患者表示人聲在耳邊說著:「這裡很空,什麼也沒有。空空如也,發出空洞低沉的雜音。」
「你認得那些聲音嗎?」精神科醫師問。
「不認得。」
「是男生還是女生的聲音?」
「都是男生的聲音。」
「你現在還有聽到嗎?」
「沒有。」
「你覺得這些聲音是真的嗎?」
「不是,我確定這些聲音是假的,但怎麼樣都關不掉。」
話題接著轉到患者的生活背景上。醫生跟患者談到,盧里心中隱約有股偏執、憤恨不平的感受,他總覺得自己比不上同儕。他們還聊到盧里的童年。他的雙親是虔誠的東正教猶太人,他與母親的關係過去非常緊張,如今已逐漸和緩。除了原生家庭,患者也談起婚姻問題,還說自己得努力克制暴躁的脾氣,有時還會把怒氣宣洩在孩子身上。接案初談就這樣進行了約莫三十分鐘,醫生寫了將近兩頁的筆記。
醫生收他入院時,將他診斷為患有思覺失調症(schizophrenia),情感型。
不過事情沒這麼單純。大衛.盧里根本沒有幻聽。他不是什麼文案作家,也不姓盧里。大衛.盧里壓根就不存在。

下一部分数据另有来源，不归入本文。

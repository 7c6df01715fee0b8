//! Internal payments API for the chat dispatcher.
//!
//! - POST /api/v1/payments - Initiate a payment, returns the checkout link
//! - GET /api/v1/payments/:id - Payment status plus the owner's access flag

use axum::{
    Json,
    extract::{Path, State},
    http::StatusCode,
    response::IntoResponse,
};
use chrono::{DateTime, Utc};
use serde::{Deserialize, Serialize};
use uuid::Uuid;

use crate::{AppState, error::AppError, models::payment::PaymentStatus, models::user::NewUser};

/// Request body for payment initiation.
///
/// The amount is decided by the caller; the gateway later has to present
/// exactly this value or the callback is rejected.
#[derive(Debug, Deserialize)]
pub struct CreatePaymentRequest {
    pub telegram_id: i64,
    /// Minor currency units, must be positive
    pub amount: i64,
    #[serde(default)]
    pub username: Option<String>,
    #[serde(default)]
    pub first_name: Option<String>,
    #[serde(default)]
    pub last_name: Option<String>,
}

/// Response for a freshly initiated payment.
#[derive(Debug, Serialize)]
pub struct PaymentCreatedResponse {
    pub payment_id: Uuid,
    pub order_ref: String,
    pub amount: i64,
    pub status: PaymentStatus,
    /// Hosted checkout link to hand to the buyer
    pub checkout_url: String,
}

/// Response for a payment status query.
#[derive(Debug, Serialize)]
pub struct PaymentStatusResponse {
    pub payment_id: Uuid,
    pub order_ref: String,
    pub amount: i64,
    pub status: PaymentStatus,
    pub gateway_tx_id: Option<String>,
    /// Whether the owning user currently has access
    pub has_paid: bool,
    pub created_at: DateTime<Utc>,
    pub updated_at: DateTime<Utc>,
}

/// Initiate a payment.
///
/// # Endpoint
///
/// `POST /api/v1/payments`
///
/// # Authentication
///
/// Requires the configured API key in the Authorization header.
///
/// # Request Body
///
/// ```json
/// {
///   "telegram_id": 880921832,
///   "amount": 1500000,
///   "username": "buyer"
/// }
/// ```
///
/// # Response
///
/// - **Success (201 Created)**: Returns the payment and checkout link
/// - **Error (400)**: Amount is zero or negative
/// - **Error (401)**: Invalid API key
///
/// ```json
/// {
///   "payment_id": "550e8400-e29b-41d4-a716-446655440000",
///   "order_ref": "k3J9mQ1xPbT7wLc0aZu4",
///   "amount": 1500000,
///   "status": "pending",
///   "checkout_url": "https://checkout.example/pay?service_id=12345&transaction_param=k3J9mQ1xPbT7wLc0aZu4&amount=1500000"
/// }
/// ```
pub async fn create_payment(
    State(state): State<AppState>,
    Json(request): Json<CreatePaymentRequest>,
) -> Result<impl IntoResponse, AppError> {
    let initiated = state
        .payments
        .initiate(
            NewUser {
                telegram_id: request.telegram_id,
                username: request.username,
                first_name: request.first_name,
                last_name: request.last_name,
            },
            request.amount,
        )
        .await?;

    let body = PaymentCreatedResponse {
        payment_id: initiated.payment.id,
        order_ref: initiated.payment.order_ref,
        amount: initiated.payment.amount,
        status: initiated.payment.status,
        checkout_url: initiated.checkout_url,
    };
    Ok((StatusCode::CREATED, Json(body)))
}

/// Get a payment's status.
///
/// # Endpoint
///
/// `GET /api/v1/payments/:id`
///
/// Backs the dispatcher's "check payment" button: it polls here after
/// handing out the checkout link.
///
/// # Response
///
/// - **Success (200 OK)**: Payment fields plus the owner's `has_paid` flag
/// - **Error (404)**: No payment with this id
/// - **Error (401)**: Invalid API key
pub async fn get_payment(
    State(state): State<AppState>,
    Path(id): Path<Uuid>,
) -> Result<Json<PaymentStatusResponse>, AppError> {
    let view = state.payments.status(id).await?;

    Ok(Json(PaymentStatusResponse {
        payment_id: view.payment.id,
        order_ref: view.payment.order_ref,
        amount: view.payment.amount,
        status: view.payment.status,
        gateway_tx_id: view.payment.gateway_tx_id,
        has_paid: view.has_paid,
        created_at: view.payment.created_at,
        updated_at: view.payment.updated_at,
    }))
}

這名女子的姓名不是重點,只要把她想成是你認識或深愛的人就好。二十多歲時,她的世界開始天崩地裂。她沒辦法專注工作,開始失眠,在人群中越來越不自在,慢慢躲在公寓裡足不出戶。但是她也在公寓中聽見、看見不存在的事物,不具形體的雜音使她發狂、恐懼、憤怒。她在公寓中來回踱步,覺得自己快爆炸了。因此她離開公寓,在熙來攘往的市區街道遊蕩,試著閃避行人猛烈的目光。

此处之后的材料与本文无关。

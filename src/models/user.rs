//! User data model.
//!
//! Users are buyers identified by their Telegram id. The only field this
//! service writes after creation is `has_paid`, flipped when a payment for
//! the user is captured.

use chrono::{DateTime, Utc};
use serde::Serialize;
use uuid::Uuid;

/// Represents a user record from the database.
///
/// # Database Table
///
/// Maps to the `users` table. `telegram_id` is unique: the chat dispatcher
/// upserts by it, so repeated payment attempts by the same buyer reuse one
/// row.
#[derive(Debug, Clone, sqlx::FromRow, Serialize)]
pub struct User {
    /// Unique identifier for this user
    pub id: Uuid,

    /// Telegram chat/user id, unique and immutable
    pub telegram_id: i64,

    /// Telegram handle, if the buyer has one
    pub username: Option<String>,

    pub first_name: Option<String>,

    pub last_name: Option<String>,

    /// Whether this user has a captured payment
    ///
    /// Written only by the access grant path, never cleared by it.
    pub has_paid: bool,

    /// Content consumption counter owned by the delivery side
    ///
    /// Carried in the row for the collaborating service; never touched here.
    pub viewed_anecdotes: i32,

    pub created_at: DateTime<Utc>,

    pub updated_at: DateTime<Utc>,
}

/// Upsert data for a user, keyed on `telegram_id`.
///
/// Profile fields only fill gaps: a `None` here never erases a value an
/// earlier upsert stored.
#[derive(Debug, Clone)]
pub struct NewUser {
    pub telegram_id: i64,
    pub username: Option<String>,
    pub first_name: Option<String>,
    pub last_name: Option<String>,
}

家人越來越擔心,把她邀來家裡一起住。但她深信家人也參與了邪惡的陰謀,目的是要把她毀掉,因此試圖逃離家人的住處。他們把她送進醫院,她逐漸與現實脫鉤。倦怠的醫護人員限制她的行動,讓她服用鎮靜藥物。她開始出現痙攣症狀,手臂胡亂擺動,身體瘋狂顫抖,醫生看傻了眼,全都束手無策。他們只好提高抗精神病藥物的劑量。她做了無數次醫學檢查,每次都無疾而終。她的精神越來越錯亂,也變得更加暴力。就這樣過了好幾個禮拜。突然間,她像被刺破的氣球,精力一洩而空。她失去閱讀和書寫能力,也不再開口說話,成天眼神空洞地盯著電視。有時突然激動起來,雙腿還會因為痙攣而彎曲抽動。院方認為他們無力診治這名患者,便在她的病歷上寫下轉送精神科醫院。
醫生在病歷表上寫下確切診斷:思覺失調症。
* * *
這名女子跟大衛.盧里不同,她是活生生存在的人。八歲大的男孩、八十六歲的老嫗和青少年,他們都親眼見過這名女子。她也存在於我之中,躲在靈魂最漆黑、陰暗的角落。她如同一面鏡子,映照出要不是有細心、不拘泥窠臼的醫生查出生理病症,發現我的大腦正在發炎,助我逃離誤診的險境,讓我躲過被送進精神病院的終極手段,二十四歲的我隨時有可能落入這種局面。能透過治療而痊癒的自體免疫疾病偽裝成思覺失調症,若非診斷幸運翻盤,我有可能會迷失在那不健全的精神健康體系中,更有可能從此受其所害。
我後來得知,虛構的「大衛.盧里」就是第一批「假病患」。近五十年前,八位心智健全的男子和女子自願接受精神病院安置,測試醫生和護理人員是否能清楚區分正常與失常,大衛.盧里就是前鋒。他們參與的這份科學實驗相當創新,在一九七三年,這份研究不僅顛覆整個精神醫學界,更徹底改變全美對精神健康的認知。這份名為〈失常之地的正常人〉(On Being Sane in Insane Places)的研究徹底重塑精神醫學界,更激起各方討論,思索該如何適當治療精神疾病,並如何定義、運用精神疾病這個乘載既定觀點的詞彙。
雖然我跟大衛.盧里的情況有許多差異,但基於各種原因,我們的角色可說頗為類似。我們是連接精神正常與精神失常這兩個世界的使者,協助他人理解這兩個世界的區別,知道何謂真實、何謂虛假。
至少,我是這麼想的。
醫學史家愛德華.肖特(Edward Shorter)曾說:「精神醫學史如同一片地雷區。」讀者可得留意腳下的砲彈碎片。